BACKGROUND: Prostate imaging reporting and data system version 2 (PI-RADS v2) relegates dynamic contrast enhanced (DCE) imaging to a minor role. We sought to determine how often DCE is used in PI-RADS v2 scoring.MATERIALS AND METHODS: We retrospectively reviewed data from 388 patients who underwent prostate magnetic resonance imaging and subsequent biopsy from January 2016 through December 2017. In accordance with PI-RADS v2, DCE was deemed necessary if a peripheral-zone lesion had a diffusion-weighted imaging score of 3, or if a transition-zone lesion had a T2 score of 3 and diffusion-weighted imaging experienced technical failure. Receiver operating characteristic curve analysis assessed the accuracy of prostate-specific antigen density (PSAD) at different threshold values for differentiating lesions that would be equivocal with noncontrast technique. Accuracy of PSAD was compared to DCE using McNemar's test.RESULTS: Sixty-nine lesions in 62 patients (16%) required DCE for PI-RADS scoring.
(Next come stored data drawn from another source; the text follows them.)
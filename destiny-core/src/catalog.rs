//! The event catalog: a read-only table of wheel events and their effects.
//!
//! Event selection happens elsewhere; this table only answers "what did event
//! X do to each factor".

use crate::error::CatalogError;
use crate::factor::{Factor, VALUE_LIMIT};
use serde::{Deserialize, Serialize};
use std::collections::HashMap;
use std::path::Path;

/// Wheel segment an event belongs to. Display only.
#[derive(Debug, Clone, Copy, PartialEq, Eq, Serialize, Deserialize)]
#[serde(rename_all = "snake_case")]
pub enum EventCategory {
    BadEvent,
    Opportunity,
    SelfDevelopment,
}

impl EventCategory {
    pub fn label(&self) -> &'static str {
        match self {
            EventCategory::BadEvent => "Bad event",
            EventCategory::Opportunity => "Opportunity",
            EventCategory::SelfDevelopment => "Self development",
        }
    }
}

/// A signed change to one factor.
#[derive(Debug, Clone, Copy, PartialEq, Eq, Serialize, Deserialize)]
pub struct Effect {
    pub factor: Factor,
    pub modifier: i64,
}

/// One catalog entry.
#[derive(Debug, Clone, PartialEq, Eq, Serialize, Deserialize)]
pub struct EventDefinition {
    pub id: String,
    pub category: EventCategory,
    #[serde(default)]
    pub name: String,
    #[serde(default)]
    pub description: String,
    /// Age band the event is drawn from.
    #[serde(default)]
    pub min_age: u32,
    #[serde(default)]
    pub max_age: u32,
    pub effects: Vec<Effect>,
}

/// Immutable lookup table of events keyed by id.
#[derive(Debug, Clone, Default)]
pub struct EventCatalog {
    events: Vec<EventDefinition>,
    index: HashMap<String, usize>,
}

impl EventCatalog {
    /// Build a catalog, rejecting duplicate ids and out-of-range modifiers.
    pub fn new(events: Vec<EventDefinition>) -> Result<Self, CatalogError> {
        let mut index = HashMap::with_capacity(events.len());
        for (position, event) in events.iter().enumerate() {
            if let Some(effect) = event
                .effects
                .iter()
                .find(|effect| effect.modifier.abs() > VALUE_LIMIT)
            {
                return Err(CatalogError::ModifierOutOfRange {
                    id: event.id.clone(),
                    modifier: effect.modifier,
                });
            }
            if index.insert(event.id.clone(), position).is_some() {
                return Err(CatalogError::DuplicateId(event.id.clone()));
            }
        }
        Ok(Self { events, index })
    }

    /// The game's stock events.
    pub fn builtin() -> Self {
        let events = stock::EVENTS
            .iter()
            .map(|stock| EventDefinition {
                id: stock.id.to_string(),
                category: stock.category,
                name: stock.name.to_string(),
                description: stock.description.to_string(),
                min_age: stock.ages.0,
                max_age: stock.ages.1,
                effects: stock
                    .effects
                    .iter()
                    .map(|(factor, modifier)| Effect {
                        factor: *factor,
                        modifier: *modifier,
                    })
                    .collect(),
            })
            .collect::<Vec<_>>();

        let index = events
            .iter()
            .enumerate()
            .map(|(position, event)| (event.id.clone(), position))
            .collect();
        Self { events, index }
    }

    /// Parse a JSON array of event definitions.
    pub fn from_json(json: &str) -> Result<Self, CatalogError> {
        let events: Vec<EventDefinition> = serde_json::from_str(json)?;
        Self::new(events)
    }

    pub fn load(path: impl AsRef<Path>) -> Result<Self, CatalogError> {
        let path = path.as_ref();
        let json = std::fs::read_to_string(path)?;
        let catalog = Self::from_json(&json)?;
        tracing::info!(path = %path.display(), events = catalog.len(), "loaded event catalog");
        Ok(catalog)
    }

    pub fn lookup(&self, id: &str) -> Option<&EventDefinition> {
        self.index.get(id).map(|&position| &self.events[position])
    }

    pub fn effects(&self, id: &str) -> Option<&[Effect]> {
        self.lookup(id).map(|event| event.effects.as_slice())
    }

    pub fn iter(&self) -> impl Iterator<Item = &EventDefinition> {
        self.events.iter()
    }

    pub fn len(&self) -> usize {
        self.events.len()
    }

    pub fn is_empty(&self) -> bool {
        self.events.is_empty()
    }

    pub fn to_json(&self) -> Result<String, CatalogError> {
        Ok(serde_json::to_string_pretty(&self.events)?)
    }
}

mod stock {
    use super::EventCategory::{self, BadEvent, Opportunity, SelfDevelopment};
    use crate::factor::Factor::{self, *};

    pub struct StockEvent {
        pub id: &'static str,
        pub category: EventCategory,
        pub name: &'static str,
        pub description: &'static str,
        pub ages: (u32, u32),
        pub effects: &'static [(Factor, i64)],
    }

    const fn event(
        id: &'static str,
        category: EventCategory,
        name: &'static str,
        description: &'static str,
        ages: (u32, u32),
        effects: &'static [(Factor, i64)],
    ) -> StockEvent {
        StockEvent {
            id,
            category,
            name,
            description,
            ages,
            effects,
        }
    }

    const YOUNG: (u32, u32) = (19, 29);
    const THIRTIES: (u32, u32) = (30, 39);
    const MIDLIFE: (u32, u32) = (40, 59);
    const ELDER: (u32, u32) = (60, 120);

    #[rustfmt::skip]
    pub const EVENTS: &[StockEvent] = &[
        // 19-29
        event("Y20_BAD_FIRE", BadEvent, "fire", "Laid off from a first job", YOUNG, &[(Emotion, -5), (Career, -10)]),
        event("Y20_BAD_TOXICLOVE", BadEvent, "toxic_love", "Toxic relationship", YOUNG, &[(Intelligence, -5), (Emotion, -10)]),
        event("Y20_BAD_DEBT", BadEvent, "debt", "Consumer debt", YOUNG, &[(Finance, -15)]),
        event("Y20_BAD_BURNOUT", BadEvent, "burnout", "Early burnout", YOUNG, &[(Health, -10), (Emotion, -5)]),
        event("Y20_OP_MENTOR", Opportunity, "mentor", "A mentor shows the way", YOUNG, &[(Intelligence, 15)]),
        event("Y20_OP_SIDEHUSTLE", Opportunity, "side_hustle", "Small side business", YOUNG, &[(Career, 10)]),
        event("Y20_OP_SCHOLAR", Opportunity, "scholarship", "Scholarship", YOUNG, &[(Intelligence, 10), (Culture, 10)]),
        event("Y20_GR_DISCIPLINE", SelfDevelopment, "discipline", "Early discipline", YOUNG, &[(Health, 10)]),
        event("Y20_GR_MINDFUL", SelfDevelopment, "mindful", "Emotional detox", YOUNG, &[(Emotion, 10)]),
        event("Y20_GR_LEARNAI", SelfDevelopment, "learn_ai", "Learning AI fundamentals", YOUNG, &[(Ai, 10)]),
        // 30-39
        event("Y30_BAD_FAMILY", BadEvent, "family_crisis", "Family crisis", THIRTIES, &[(Emotion, -15)]),
        event("Y30_BAD_FOMO", BadEvent, "fomo_invest", "FOMO investment", THIRTIES, &[(Finance, -20)]),
        event("Y30_BAD_HEALTH", BadEvent, "health_alert", "Health alarm", THIRTIES, &[(Health, -15)]),
        event("Y30_OP_PROMO", Opportunity, "promotion", "Major promotion", THIRTIES, &[(Career, 20)]),
        event("Y30_OP_NETWORK", Opportunity, "network", "Growing the network", THIRTIES, &[(Community, 15)]),
        event("Y30_OP_PASSIVE", Opportunity, "passive_income", "Passive income", THIRTIES, &[(Finance, 20)]),
        event("Y30_GR_THERAPY", SelfDevelopment, "therapy", "Coaching and therapy", THIRTIES, &[(Intelligence, 5), (Emotion, 15)]),
        event("Y30_GR_BIOMARKER", SelfDevelopment, "health_optimize", "Health optimisation", THIRTIES, &[(Health, 20)]),
        event("Y30_GR_SYSTEMS", SelfDevelopment, "systems", "Systematising work", THIRTIES, &[(Ai, 10), (Career, 5)]),
        // 40-59
        event("Y40_BAD_MIDLIFE", BadEvent, "midlife_crisis", "Midlife crisis", MIDLIFE, &[(Emotion, -20)]),
        event("Y40_BAD_HEALTH_CRASH", BadEvent, "health_crash", "Health collapse", MIDLIFE, &[(Health, -30)]),
        event("Y40_BAD_DIVORCE", BadEvent, "divorce", "Marriage breakdown", MIDLIFE, &[(Emotion, -20), (Finance, -15)]),
        event("Y40_OP_AI_BOOST", Opportunity, "ai_boost", "AI leap", MIDLIFE, &[(Ai, 20), (Finance, 10)]),
        event("Y40_OP_EXIT", Opportunity, "exit", "Company exit", MIDLIFE, &[(Finance, 30)]),
        event("Y40_OP_LEGACY", Opportunity, "legacy", "Sharing a legacy", MIDLIFE, &[(Culture, 15), (Community, 15)]),
        event("Y40_GR_HEALTH_TX", SelfDevelopment, "health_transform", "Health transformation", MIDLIFE, &[(Health, 30)]),
        event("Y40_GR_RECONNECT", SelfDevelopment, "reconnect", "Back to family", MIDLIFE, &[(Emotion, 20)]),
        event("Y40_GR_REFOCUS", SelfDevelopment, "refocus", "Redefining success", MIDLIFE, &[(Spiritual, 15), (Intelligence, 10)]),
        // 60-120
        event("Y60_BAD_LONELY", BadEvent, "lonely", "Loneliness in old age", ELDER, &[(Emotion, -20)]),
        event("Y60_BAD_MEDICAL", BadEvent, "medical_cost", "Medical bills", ELDER, &[(Finance, -25)]),
        event("Y60_BAD_LIMIT", BadEvent, "physical_limit", "Physical limits", ELDER, &[(Career, -30)]),
        event("Y60_OP_MENTORING", Opportunity, "mentoring", "Inspiring the next generation", ELDER, &[(Community, 20)]),
        event("Y60_OP_HERITAGE", Opportunity, "heritage", "Cultural heritage", ELDER, &[(Culture, 25)]),
        event("Y60_OP_EARTH", Opportunity, "environment", "Devotion to the environment", ELDER, &[(Environment, 20)]),
        event("Y60_GR_SERENITY", SelfDevelopment, "serenity", "Inner peace", ELDER, &[(Spiritual, 30)]),
        event("Y60_GR_WISDOM", SelfDevelopment, "wisdom", "Wisdom", ELDER, &[(Intelligence, 20)]),
        event("Y60_GR_GENTLEHEALTH", SelfDevelopment, "gentle_health", "Slow living, lasting health", ELDER, &[(Health, 20)]),
    ];
}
Biopsy of 10 (14%) of these lesions showed clinically significant cancer (Gleason score =7). In the subgroup of patients with equivocal lesions, those with clinically significant cancer had significantly higher PSADs than those with clinically insignificant lesions (means of 0.18 and 0.13 ng/mL/mL, respectively; P= 0.038). In this subgroup, there was no statistical difference in accuracy in determining clinically significant cancer between a PSAD threshold value of 0.13 and DCE (P= 0.25).CONCLUSIONS: Only 16% of our patients needed DCE to generate the PI-RADS version 2 score, raising the possibility of limiting the initial screening prostate MRI to a noncontrast exam. PSAD may also be used to further decrease the need for or to replace DCE altogether.